Looking ahead now, we saw the Fruitvale. I couldn’t believe my eyes! It was starting to open! Those dirty rats on the cutter must have radioed the bridge. Under the bridge, now only 10 houses from home, the cutter was still waiting. What do we do?

Red thought quick as he saw the Chiquita in the water. “Let’s see if we can get the two smaller boats on the lift!” he said.

They fit and started to rise, just as the cutter cleared the Fruitvale Bridge. “Everybody duck and hold your breath!” We could only hope that Ben and Joanie stayed in the house watching television.

The cutter passed slowly, floodlights scouring the piers. I must have held my breath for two minutes while it continued down through High Street. Then they returned, leaving the scene after having lost the objects of their pursuit.

No harm, no foul, no brains, no loss of life, no remorse, no return to San Francisco by small boat. Mom never knew.

The Prototype Skateboard

Alameda Post - 2x4 skateboard
A homemade skateboard fashioned from a 2×4. Photo

We were in need of a new challenge. Someone remembered the old orange crate coasters we built as kids. Why didn’t we improve on that concept? Let’s take an old 2×4 and some steel shoe skates, merge them, and try balancing.

Well, it kind of worked, but there were no hills in Alameda, so off we went to the Oakland Hills. Instead of a gradual hill, of course we went straight to Joaquin Miller Park. Big mistake. Gravity does work but not always to one’s benefit, as flatlanders would soon find out.

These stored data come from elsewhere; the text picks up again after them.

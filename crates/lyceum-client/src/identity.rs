//! Resolution of the logged-in session to a user identity.
//!
//! The chain runs at most once per resolver. Its outcome, success or
//! failure, is kept for the lifetime of the session.

use std::sync::Arc;

use tokio::sync::OnceCell;
use tracing::{debug, error, info};

use lyceum_net::{ApiError, SchoolApi};
use lyceum_shared::{Role, UserIdentity};

use crate::error::{ClientError, IdentityStep, Result};

#[derive(Debug, Clone)]
struct IdentityFailure {
    step: IdentityStep,
    reason: String,
}

impl IdentityFailure {
    fn at(step: IdentityStep) -> impl FnOnce(ApiError) -> Self {
        move |e| Self {
            step,
            reason: e.to_string(),
        }
    }
}

impl From<IdentityFailure> for ClientError {
    fn from(f: IdentityFailure) -> Self {
        ClientError::IdentityUnavailable {
            step: f.step,
            reason: f.reason,
        }
    }
}

pub struct IdentityResolver {
    api: Arc<dyn SchoolApi>,
    role: Role,
    outcome: OnceCell<std::result::Result<UserIdentity, IdentityFailure>>,
}

impl IdentityResolver {
    pub fn new(api: Arc<dyn SchoolApi>, role: Role) -> Self {
        Self {
            api,
            role,
            outcome: OnceCell::new(),
        }
    }

    pub fn role(&self) -> Role {
        self.role
    }

    /// Resolve the session identity, running the lookup chain on first use.
    ///
    /// Concurrent callers share a single run of the chain.
    pub async fn resolve(&self) -> Result<UserIdentity> {
        let outcome = self.outcome.get_or_init(|| self.run_chain()).await;
        outcome.clone().map_err(ClientError::from)
    }

    /// Identity if already resolved successfully.
    pub fn resolved(&self) -> Option<&UserIdentity> {
        self.outcome.get().and_then(|o| o.as_ref().ok())
    }

    async fn run_chain(&self) -> std::result::Result<UserIdentity, IdentityFailure> {
        let result = self.lookup().await;
        match &result {
            Ok(identity) => info!(
                role = %identity.role,
                user_id = %identity.user_id,
                username = %identity.username,
                "Identity resolved"
            ),
            Err(f) => error!(step = %f.step, reason = %f.reason, "Identity resolution failed"),
        }
        result
    }

    async fn lookup(&self) -> std::result::Result<UserIdentity, IdentityFailure> {
        match self.role {
            Role::Student => self.lookup_student().await,
            Role::Teacher => self.lookup_teacher().await,
        }
    }

    /// `current/student` carries the username; the directory maps it to
    /// the user id. The role-id exchange is never used for students.
    async fn lookup_student(&self) -> std::result::Result<UserIdentity, IdentityFailure> {
        let student = self
            .api
            .current_student()
            .await
            .map_err(IdentityFailure::at(IdentityStep::CurrentPrincipal))?;
        debug!(role_id = %student.id, "Current student");

        let username = student
            .username
            .filter(|n| !n.trim().is_empty())
            .ok_or_else(|| IdentityFailure {
                step: IdentityStep::Username,
                reason: "current student has no username".into(),
            })?;

        let user_id = self
            .api
            .user_id_for_username(&username)
            .await
            .map_err(IdentityFailure::at(IdentityStep::UserId))?;

        Ok(UserIdentity {
            role: Role::Student,
            user_id,
            username,
        })
    }

    async fn lookup_teacher(&self) -> std::result::Result<UserIdentity, IdentityFailure> {
        let teacher_id = self
            .api
            .current_teacher()
            .await
            .map_err(IdentityFailure::at(IdentityStep::CurrentPrincipal))?;
        debug!(role_id = %teacher_id, "Current teacher");

        let user_id = self
            .api
            .user_id_for_role(teacher_id)
            .await
            .map_err(IdentityFailure::at(IdentityStep::UserId))?;

        let username = self
            .api
            .username_for(user_id)
            .await
            .map_err(IdentityFailure::at(IdentityStep::Username))?;

        Ok(UserIdentity {
            role: Role::Teacher,
            user_id,
            username,
        })
    }
}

At that time in history, bloody, holey Levis were not in vogue. Mom, on our meager budget, had to buy new pants for her stupid teenager; we decided to let someone in later years develop a better skateboard.

David LeMoine is retired from the Alameda Fire Department and now lives in Eagle, ID. These stories are excerpted from his book, I Could Have Died a Thousand Deaths, published by Big Boots Publishing of Redding, CA.